Re: GDC in Slackware and a bit about GDC development
On Sunday, 24 September 2017 at 09:27:42 UTC, Iain Buclaw wrote: That would almost certainly only happen if you were using a different druntime. Check where your import modules are coming from, they probably aren't gdc's. Ah yes. Thanks a lot for the hint.
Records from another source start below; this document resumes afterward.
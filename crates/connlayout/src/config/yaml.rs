// SPDX-License-Identifier: Apache-2.0 OR MIT
// Copyright (c) 2025-2026 connlayout contributors

//! YAML registry configuration loader.
//!
//! # Example YAML
//!
//! ```yaml
//! # connlayout.yaml
//! verify_layouts: true
//! type_capacity: 8
//! required:
//!   CommonConn: [input, rawInput]
//! ```

use super::{RegistryConfig, DEFAULT_TYPE_CAPACITY, MAX_TYPE_CAPACITY};
use crate::error::{Error, Result};
use serde::Deserialize;
use std::collections::BTreeMap;
use std::fs;
use std::path::Path;

/// YAML registry configuration loader.
pub struct YamlLoader;

/// Root YAML document structure.
#[derive(Debug, Deserialize)]
#[serde(deny_unknown_fields)]
pub struct YamlRegistryDocument {
    #[serde(default = "default_verify_layouts")]
    pub verify_layouts: bool,

    #[serde(default = "default_type_capacity")]
    pub type_capacity: usize,

    /// Type name -> field names that must resolve before sealing.
    #[serde(default)]
    pub required: BTreeMap<String, Vec<String>>,
}

fn default_verify_layouts() -> bool {
    true
}

fn default_type_capacity() -> usize {
    DEFAULT_TYPE_CAPACITY
}

impl YamlLoader {
    /// Load a registry configuration from a YAML file.
    pub fn load(path: impl AsRef<Path>) -> Result<RegistryConfig> {
        let path = path.as_ref();
        let content = fs::read_to_string(path)?;
        log::debug!("[config] loading registry configuration from {}", path.display());
        Self::parse(&content)
    }

    /// Parse a registry configuration from YAML text.
    pub fn parse(content: &str) -> Result<RegistryConfig> {
        let doc: YamlRegistryDocument =
            serde_yaml::from_str(content).map_err(|e| Error::Config(e.to_string()))?;

        if doc.type_capacity > MAX_TYPE_CAPACITY {
            return Err(Error::Config(format!(
                "type_capacity {} exceeds the maximum of {}",
                doc.type_capacity, MAX_TYPE_CAPACITY
            )));
        }

        let mut config = RegistryConfig::default()
            .with_verify_layouts(doc.verify_layouts)
            .with_type_capacity(doc.type_capacity);
        for (type_name, fields) in doc.required {
            if fields.is_empty() {
                return Err(Error::Config(format!(
                    "required type `{}` lists no fields",
                    type_name
                )));
            }
            config = config.require(type_name, fields);
        }

        Ok(config)
    }
}

#[cfg(test)]
mod tests {
    use super::*;
    use std::io::Write;

    const SAMPLE: &str = r"
verify_layouts: false
type_capacity: 4
required:
  CommonConn: [input, rawInput]
  ServerConn:
    - peer
";

    #[test]
    fn test_parse_full_document() {
        let config = YamlLoader::parse(SAMPLE).expect("valid yaml");
        assert!(!config.verify_layouts);
        assert_eq!(config.type_capacity, 4);
        assert_eq!(config.required["CommonConn"], ["input", "rawInput"]);
        assert_eq!(config.required["ServerConn"], ["peer"]);
    }

    #[test]
    fn test_parse_empty_document_uses_defaults() {
        let config = YamlLoader::parse("{}").expect("empty mapping");
        assert_eq!(config, RegistryConfig::default());
    }

    #[test]
    fn test_unknown_key_rejected() {
        let err = YamlLoader::parse("verify: true").expect_err("unknown key");
        assert!(matches!(err, Error::Config(_)));
        assert!(err.is_configuration());
    }

    #[test]
    fn test_empty_field_list_rejected() {
        let err = YamlLoader::parse("required:\n  CommonConn: []\n").expect_err("no fields");
        assert!(matches!(err, Error::Config(msg) if msg.contains("CommonConn")));
    }

    #[test]
    fn test_oversized_capacity_rejected() {
        let err = YamlLoader::parse("type_capacity: 18446744073709551615").expect_err("too large");
        assert!(matches!(err, Error::Config(ref msg) if msg.contains("type_capacity")));
        assert!(err.is_configuration());

        let config = YamlLoader::parse(&format!("type_capacity: {}", MAX_TYPE_CAPACITY))
            .expect("upper bound accepted");
        assert_eq!(config.type_capacity, MAX_TYPE_CAPACITY);
    }

    #[test]
    fn test_load_from_file() {
        let mut file = tempfile::NamedTempFile::new().expect("temp file");
        file.write_all(SAMPLE.as_bytes()).expect("write yaml");

        let config = YamlLoader::load(file.path()).expect("load yaml");
        assert_eq!(config.required.len(), 2);
    }

    #[test]
    fn test_load_missing_file() {
        let err = YamlLoader::load("/nonexistent/connlayout.yaml").expect_err("missing");
        assert!(matches!(err, Error::IoError(_)));
    }
}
I tried to compile with "-v" and got: importobject(/usr/include/d/object.d) importcore.stdc.stdarg (/usr/include/d/core/stdc/stdarg.d) importcore.stdc.stdlib (/usr/include/d/core/stdc/stdlib.d) importcore.stdc.config (/usr/include/d/core/stdc/config.d) importcore.stdc.stddef (/usr/include/d/core/stdc/stddef.d) semantic test entry main test.d import __entrypoint (/usr/lib64/gcc/x86_64-slackware-linux/5.3.0/include/d/__entrypoint.di) "/usr/include/d/core" is the druntime of dmd. gdc's one is in: /usr/lib64/gcc/x86_64-slackware-linux/5.3.0/include/d/core But GCC wants to use "/usr/include/d/" for some reason. If I remove dmd, then the example above compiles. I wasn't able to find how to change it. I'll probably change the runtime and phobos paths for dmd and move gcc's D directories into their old place.